Jürgen Eckart setzt auf Single Malt Whisky. Der unterscheidet sich deutlich vom „Blend“, bei dem mitunter zwischen 15 und 50 Sorten Whisky gemischt werden. Malt dagegen bleibt ein Single und darf einige Jahre bei sachgerechter Lagerung „ausschlafen“.

Mit dem „Lindhorster Experiment“ ist sein Initiator erfolgreich. Selbst Kunden aus England und Kanada besorgten sich teilweise auf Umwegen ein Fläschchen des Whiskys aus der Börde. Liebhaber finden sich auch für den mittelgetorften Gaumenschschmeichler, für den das Malz über Torffeuer getrocknet wird und dadurch eine besondere Note erhält. Überhaupt, die echten Liebhaber für Whisky sind nicht nur Individualisten, sondern haben sich durchaus auch in Freundeskreisen zusammengefunden.

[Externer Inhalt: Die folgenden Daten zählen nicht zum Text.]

use async_trait::async_trait;
use lettre::{
    message::header,
    transport::smtp::authentication::Credentials,
    AsyncSmtpTransport, AsyncTransport, Message, Tokio1Executor,
};

use crate::config::SmtpConfig;
use crate::notify::EmailSender;

/// SMTP email sender backed by lettre's async transport.
pub struct SmtpMailer {
    mailer: AsyncSmtpTransport<Tokio1Executor>,
    from: String,
}

impl SmtpMailer {
    pub fn new(config: &SmtpConfig) -> anyhow::Result<Self> {
        let mailer = AsyncSmtpTransport::<Tokio1Executor>::relay(&config.host)?
            .credentials(Credentials::new(
                config.username.clone(),
                config.password.clone(),
            ))
            .build();
        Ok(Self {
            mailer,
            from: config.from.clone(),
        })
    }
}

#[async_trait]
impl EmailSender for SmtpMailer {
    async fn send(&self, to: &str, subject: &str, body: String) -> anyhow::Result<()> {
        let message = Message::builder()
            .from(self.from.parse()?)
            .to(to.parse()?)
            .subject(subject)
            .header(header::ContentType::TEXT_PLAIN)
            .body(body)?;
        self.mailer.send(message).await?;
        Ok(())
    }
}

pub fn otp_email(name: &str, otp: &str) -> (String, String) {
    (
        "Your FoodMandu verification code".to_string(),
        format!("Hi {name},\n\nYour FoodMandu verification code is: {otp}\n\nIt expires in 10 minutes."),
    )
}

pub fn verification_email(frontend_url: &str, name: &str, token: &str) -> (String, String) {
    (
        "Verify your FoodMandu account".to_string(),
        format!(
            "Hi {name},\n\nPlease verify your email by visiting:\n{frontend_url}/verify-email/{token}"
        ),
    )
}

pub fn password_reset_email(frontend_url: &str, name: &str, token: &str) -> (String, String) {
    (
        "Reset your FoodMandu password".to_string(),
        format!(
            "Hi {name},\n\nYou requested a password reset. The link below is valid for 1 hour:\n{frontend_url}/reset-password/{token}\n\nIf you did not request this, you can ignore this email."
        ),
    )
}

pub fn password_reset_confirmation(name: &str) -> (String, String) {
    (
        "Your FoodMandu password was changed".to_string(),
        format!("Hi {name},\n\nYour password was just reset. If this wasn't you, contact support immediately."),
    )
}

pub fn welcome_email(name: &str) -> (String, String) {
    (
        "Welcome to FoodMandu!".to_string(),
        format!("Hi {name},\n\nYour email is verified. You can now log in and start ordering."),
    )
}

Mancher bestellt sich ein kleines Fässchen für seine eigene Edition und überlässt dem Fachmann die Betreuung des heranreifenden Getränks.

Längst hat sich Eckart unabhängig gemacht. Sein Destillat stellt er selbst her. Die hochmoderne Anlage dafür steht unter besonderer Kontrolle des Zolls. Rund zwei Dutzend Plomben verhindern, dass ein Teil der Produktion am Fiskus vorbei gebrannt wird. Nach dem Regelsteuersatz sind 13,03 Euro pro Liter reinem Alkohol an Branntweinsteuer fällig.

Die Spezialitäten-Brau- und Brennerei ist ein echter Familienbetrieb. Ehefrau Iris und Sohn Christian wuseln mit durch die Produktionsräume. Dort geschieht inzwischen noch mehr. Im Lindhorster Betrieb entstehen bemerkenswerte Dinge wie ein Brand aus Zuckerrüben. Wen wundert es, bei der Rolle, die der Landstrich in puncto der süßen Pflanze spielt. Wer den „Börde-Ruhm“ probieren möchte, muss sich in Geduld üben. Ausverkauft! Erst zu Ostern kommt die nächste Charge nach einem Jahr Reifezeit aus den Fässern, in denen zuvor Whisky war. Rum darf sich das Getränk nicht nennen, dieser Name benötigt Zuckerrohr als Rohstoff.

Übrigens liegt der Marktanteil des deutschen Whiskys hierzulande bei 0,4 Prozent, schätzt der Verband Deutscher Whiskybrenner ein. Derzeit gibt es nach seinen Angaben circa 210 Brennereien zwischen Ostsee und Bayrischem Wald und damit etwa ebenso viel wie in Schottland.